Source: James Nasmyth engineer, 1883, p. 1
Contexte: Our history begins before we are born. We represent the hereditary influences of our race, and our ancestors virtually live in us. The sentiment of ancestry seems to be inherent in human nature, especially in the more civilised races. At all events, we cannot help having a due regard for the history of our forefathers. Our curiosity is stimulated by their immediate or indirect influence upon ourselves. It may be a generous enthusiasm, or, as some might say, a harmless vanity, to take pride in the honour of their name. The gifts of nature, however, are more valuable than those of fortune; and no line of ancestry, however honourable, can absolve us from the duty of diligent application and perseverance, or from the practice of the virtues of self-control and self-help.

“Everything connected with war and warlike exploits is interesting to a boy.”

Source: James Nasmyth engineer, 1883, p. 52 (in 2010 edition)

“We may fill our purses, but we pay a heavy price for it in the loss of picturesqueness and beauty.”

Source: James Nasmyth engineer, 1883, p. 153 (in 2010 edition)

“My first essay at making a steam engine was when I was fifteen.
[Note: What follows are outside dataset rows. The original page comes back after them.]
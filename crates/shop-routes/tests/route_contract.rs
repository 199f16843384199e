use std::collections::HashSet;

use shop_routes::{Category, Page, RouteTable, ShopRoute};

const PUBLIC: [(&str, Page); 3] = [
    ("/", Page::Home),
    ("/login", Page::Login),
    ("/signup", Page::Signup),
];

const PROTECTED: [(&str, Page); 5] = [
    ("/cart", Page::Cart),
    ("/whishlist", Page::Wishlist),
    ("/checkout", Page::Checkout),
    ("/payments", Page::Payments),
    ("/lastpage", Page::LastPage),
];

const ADMIN: [(&str, Page); 18] = [
    ("/admin", Page::Dashboard),
    ("/admin/enquiries", Page::Enquiries),
    ("/admin/enquiries/e1", Page::ViewEnquiry),
    ("/admin/coupon-list", Page::CouponList),
    ("/admin/coupon", Page::AddCoupon),
    ("/admin/coupon/c1", Page::AddCoupon),
    ("/admin/orders", Page::Orders),
    ("/admin/order/o1", Page::ViewOrder),
    ("/admin/customers", Page::Customers),
    ("/admin/list-category", Page::CategoryList),
    ("/admin/category", Page::AddCategory),
    ("/admin/category/k1", Page::AddCategory),
    ("/admin/list-brand", Page::BrandList),
    ("/admin/brand", Page::AddBrand),
    ("/admin/brand/b1", Page::AddBrand),
    ("/admin/list-product", Page::ProductList),
    ("/admin/product", Page::AddProduct),
    ("/admin/", Page::Dashboard),
];

#[test]
fn public_paths_are_not_guarded() {
    for (url, page) in PUBLIC {
        let found = RouteTable::shop().resolve(url).unwrap();
        assert_eq!(found.page, page, "{url}");
        assert!(!found.guarded, "{url} should be public");
    }
}

#[test]
fn protected_paths_are_guarded() {
    for (url, page) in PROTECTED {
        let found = RouteTable::shop().resolve(url).unwrap();
        assert_eq!(found.page, page, "{url}");
        assert!(found.guarded, "{url} should be guarded");
    }
}

#[test]
fn every_category_has_a_guarded_list_and_detail_page() {
    for category in Category::ALL {
        let list = RouteTable::shop().resolve(&format!("/{category}")).unwrap();
        assert_eq!(list.page, Page::Products(category));
        assert!(list.guarded);

        let detail = RouteTable::shop()
            .resolve(&format!("/{category}/sku-17"))
            .unwrap();
        assert_eq!(detail.page, Page::ProductDetail(category));
        assert_eq!(detail.param("id"), Some("sku-17"));
        assert!(detail.guarded);
    }
}

#[test]
fn admin_pages_render_inside_the_layout() {
    for (url, page) in ADMIN {
        let found = RouteTable::shop().resolve(url).unwrap();
        assert_eq!(found.page, page, "{url}");
        assert_eq!(found.layouts, vec![Page::AdminLayout], "{url}");
    }
}

#[test]
fn declared_branches_cover_the_published_contract() {
    let patterns: HashSet<String> = RouteTable::shop()
        .branches()
        .iter()
        .map(|branch| branch.pattern().to_string())
        .collect();

    // 3 public, 5 protected, 9 category pairs, 17 admin.
    assert_eq!(patterns.len(), 3 + 5 + 18 + 17);
    assert!(patterns.contains("/mobilesandtablets/:id"));
    assert!(patterns.contains("/admin/enquiries/:id"));
    assert!(!patterns.contains("/order"));
}

#[test]
fn inactive_paths_do_not_parse() {
    for url in ["/order", "/contactus", "/profile", "/admin/blog-category-list", "/shoes"] {
        assert!(url.parse::<ShopRoute>().is_err(), "{url}");
    }
}

#[test]
fn every_branch_round_trips_through_the_typed_route() {
    for branch in RouteTable::shop().branches() {
        let url = branch.pattern().to_string().replace(":id", "9");
        let route: ShopRoute = url.parse().unwrap();
        assert_eq!(route.to_string(), url);
        assert_eq!(route.page(), branch.page());

        let found = RouteTable::shop().resolve(&url).unwrap();
        assert_eq!(found.layouts, branch.layouts());
        assert_eq!(found.guarded, branch.guarded());
    }
}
I then made a real working; steam-engine, 1 3/4 diameter cylinder, and 8 in. stroke, which not only could act, but really did some useful work; for I made it grind the oil colours which my father required for his painting. Steam engine models, now so common, were exceedingly scarce in those days, and very difficult to be had; and as the demand for them arose, I found it both delightful and profitable to make them; as well as sectional models of steam engines, which I introduced for the purpose of exhibiting the movements of all the parts, both exterior and interior. With the results of the sale of such models I was enabled to pay the price of tickets of admission to the lectures on natural philosophy and chemistry delivered in the University of Edinburgh. About the same time (1826) I was so happy as to be employed by Professor Leslie in making models and portions of apparatus required by him for his lectures and philosophical investigations, and I had also the inestimable good fortune to secure his friendship. His admirably clear manner of communicating a knowledge of the fundamental principles of mechanical science rendered my intercourse with him of the utmost importance to myself. A hearty, cheerful, earnest desire to toil in his service, caused him to take pleasure in instructing me by occasional explanations of what might otherwise have remained obscure.”